When Romney said “there are 47 percent who are with him [POTUS], who are dependent on government, who believe that, that they are victims, who believe that government has the responsibility to care for them” he was roughly half right. Very. Roughly. What he left out is that the “other” 47 percent, those that are with him [Romney] are after the same thing. Admittedly, the number of people who are unrepentant tax feeders, to use Will Grigg’s apt description, is likely (hopefully?) lower than 94 percent. The naive, hopeful dreamer in me would peg it at probably closer to 65–75 percent. Whatever the exact number is, the simple fact of the matter is that politics — particularly in the U.S., but abroad as well — is dominated by sociopaths with megalomaniacal tendencies who are often attended to and served by sycophants with dependency issues.
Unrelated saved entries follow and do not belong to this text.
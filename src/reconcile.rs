//! Set reconciliation between current and desired membership lists

use std::collections::HashSet;
use std::hash::Hash;

/// Venn split of a current and a target list, both treated as sets.
/// Element order inside each field is unspecified.
#[derive(Debug, Clone, PartialEq, Eq)]
pub struct Reconciliation<T> {
    /// In current, not in target
    pub remove_only: Vec<T>,
    /// In target, not in current
    pub add_only: Vec<T>,
    pub intersection: Vec<T>,
    pub union: Vec<T>,
}

pub fn reconcile<T>(current: &[T], target: &[T]) -> Reconciliation<T>
where
    T: Eq + Hash + Clone,
{
    let current: HashSet<&T> = current.iter().collect();
    let target: HashSet<&T> = target.iter().collect();

    Reconciliation {
        remove_only: current.difference(&target).map(|t| (*t).clone()).collect(),
        add_only: target.difference(&current).map(|t| (*t).clone()).collect(),
        intersection: current.intersection(&target).map(|t| (*t).clone()).collect(),
        union: current.union(&target).map(|t| (*t).clone()).collect(),
    }
}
The other 25-35 percent and I just wish they’d all leave us the hell alone.
(Cross-Posted at LRCBlog.)
This is why I don’t understand the obsession many libertarians have with ‘savin’ our country’, or ‘educating people’. These people don’t want to think. They don’t want responsibility. They don’t deserve your help. Nietzsche was right: pity is a vice.
While I think “educating people” is a worthy cause, I feel you. In the next-to-final analysis, the reason the B.S. has persisted so long is for exactly the reasons you mention. (In other news, I don’t vote either.)
Just curious, what do you think is the best way to further the libertarian cause then?